WHAT TO DO
Using the listing below, work out how many lines contain the word "derive", and respond with that number alone.
▼
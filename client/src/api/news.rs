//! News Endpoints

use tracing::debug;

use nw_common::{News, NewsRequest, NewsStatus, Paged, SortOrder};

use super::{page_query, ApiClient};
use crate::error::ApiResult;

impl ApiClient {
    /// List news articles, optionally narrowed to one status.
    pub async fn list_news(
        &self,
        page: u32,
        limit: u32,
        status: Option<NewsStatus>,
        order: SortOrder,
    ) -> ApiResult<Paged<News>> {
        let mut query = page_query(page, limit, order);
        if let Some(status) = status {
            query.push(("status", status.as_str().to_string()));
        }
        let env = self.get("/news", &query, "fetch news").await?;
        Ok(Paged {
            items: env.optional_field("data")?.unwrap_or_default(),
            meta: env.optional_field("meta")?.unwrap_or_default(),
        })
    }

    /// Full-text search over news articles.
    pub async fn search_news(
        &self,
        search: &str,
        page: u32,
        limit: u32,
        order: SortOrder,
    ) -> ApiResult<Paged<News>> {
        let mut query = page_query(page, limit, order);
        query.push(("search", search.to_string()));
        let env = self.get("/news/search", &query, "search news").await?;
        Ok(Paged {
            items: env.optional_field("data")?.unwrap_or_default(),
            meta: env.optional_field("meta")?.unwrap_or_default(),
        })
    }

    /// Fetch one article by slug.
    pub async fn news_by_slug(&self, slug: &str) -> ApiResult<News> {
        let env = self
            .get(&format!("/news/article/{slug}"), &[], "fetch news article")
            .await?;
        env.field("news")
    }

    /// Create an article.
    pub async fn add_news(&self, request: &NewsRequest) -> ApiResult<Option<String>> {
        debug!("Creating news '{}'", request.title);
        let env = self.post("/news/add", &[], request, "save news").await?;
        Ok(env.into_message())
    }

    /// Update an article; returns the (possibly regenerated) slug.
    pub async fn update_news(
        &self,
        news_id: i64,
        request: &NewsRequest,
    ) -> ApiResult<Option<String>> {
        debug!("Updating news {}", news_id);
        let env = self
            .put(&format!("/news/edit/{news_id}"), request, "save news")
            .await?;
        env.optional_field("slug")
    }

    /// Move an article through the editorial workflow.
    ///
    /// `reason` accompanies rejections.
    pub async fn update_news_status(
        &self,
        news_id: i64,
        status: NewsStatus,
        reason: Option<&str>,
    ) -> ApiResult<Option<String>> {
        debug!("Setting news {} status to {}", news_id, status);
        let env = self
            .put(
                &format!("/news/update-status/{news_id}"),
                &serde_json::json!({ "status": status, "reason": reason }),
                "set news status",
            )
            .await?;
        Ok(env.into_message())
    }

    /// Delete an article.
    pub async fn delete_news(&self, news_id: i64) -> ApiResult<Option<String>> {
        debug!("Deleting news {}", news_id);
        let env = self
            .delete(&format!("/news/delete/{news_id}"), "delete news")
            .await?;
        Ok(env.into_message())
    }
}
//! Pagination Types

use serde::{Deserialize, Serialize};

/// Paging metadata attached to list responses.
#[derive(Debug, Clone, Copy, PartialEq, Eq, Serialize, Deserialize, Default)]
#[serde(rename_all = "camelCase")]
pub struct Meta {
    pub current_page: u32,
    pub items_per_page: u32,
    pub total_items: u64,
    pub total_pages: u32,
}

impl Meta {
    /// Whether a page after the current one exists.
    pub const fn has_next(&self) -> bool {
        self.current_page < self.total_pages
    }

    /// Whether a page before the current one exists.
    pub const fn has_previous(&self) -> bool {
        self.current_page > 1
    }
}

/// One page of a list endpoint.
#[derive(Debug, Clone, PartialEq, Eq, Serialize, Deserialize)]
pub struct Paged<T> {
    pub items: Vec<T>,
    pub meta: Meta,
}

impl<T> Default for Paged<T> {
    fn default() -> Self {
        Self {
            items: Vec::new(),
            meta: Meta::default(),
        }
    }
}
▲
▼
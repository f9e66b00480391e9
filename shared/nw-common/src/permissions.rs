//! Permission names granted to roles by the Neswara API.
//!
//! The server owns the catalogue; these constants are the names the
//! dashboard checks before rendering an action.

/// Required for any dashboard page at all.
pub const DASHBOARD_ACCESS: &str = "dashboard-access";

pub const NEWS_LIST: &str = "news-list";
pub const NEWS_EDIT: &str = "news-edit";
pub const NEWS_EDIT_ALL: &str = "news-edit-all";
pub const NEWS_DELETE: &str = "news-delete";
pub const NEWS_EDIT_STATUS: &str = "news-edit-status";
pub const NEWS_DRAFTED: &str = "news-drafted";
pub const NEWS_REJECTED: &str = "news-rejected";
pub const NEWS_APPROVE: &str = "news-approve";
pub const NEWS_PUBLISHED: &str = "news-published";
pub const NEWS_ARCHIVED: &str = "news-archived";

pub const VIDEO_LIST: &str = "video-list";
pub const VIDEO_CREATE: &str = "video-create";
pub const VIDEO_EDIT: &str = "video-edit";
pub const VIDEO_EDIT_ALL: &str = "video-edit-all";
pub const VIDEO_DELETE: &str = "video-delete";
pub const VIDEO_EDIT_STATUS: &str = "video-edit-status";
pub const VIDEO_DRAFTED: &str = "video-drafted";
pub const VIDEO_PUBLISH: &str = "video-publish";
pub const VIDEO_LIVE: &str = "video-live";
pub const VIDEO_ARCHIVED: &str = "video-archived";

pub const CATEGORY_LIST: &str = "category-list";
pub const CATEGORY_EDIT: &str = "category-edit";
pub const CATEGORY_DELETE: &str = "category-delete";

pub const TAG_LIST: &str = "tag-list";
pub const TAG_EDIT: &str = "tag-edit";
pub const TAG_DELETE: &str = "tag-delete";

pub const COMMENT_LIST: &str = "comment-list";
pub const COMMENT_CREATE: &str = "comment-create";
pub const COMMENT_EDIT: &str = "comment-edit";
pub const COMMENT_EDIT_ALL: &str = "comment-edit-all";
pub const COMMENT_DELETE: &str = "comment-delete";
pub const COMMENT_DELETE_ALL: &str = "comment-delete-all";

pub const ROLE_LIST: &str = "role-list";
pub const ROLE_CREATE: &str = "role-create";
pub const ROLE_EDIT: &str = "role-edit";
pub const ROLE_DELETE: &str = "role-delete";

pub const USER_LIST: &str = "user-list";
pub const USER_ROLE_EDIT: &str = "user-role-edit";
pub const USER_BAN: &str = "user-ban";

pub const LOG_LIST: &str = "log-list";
▲
FINISHED EXERCISE
2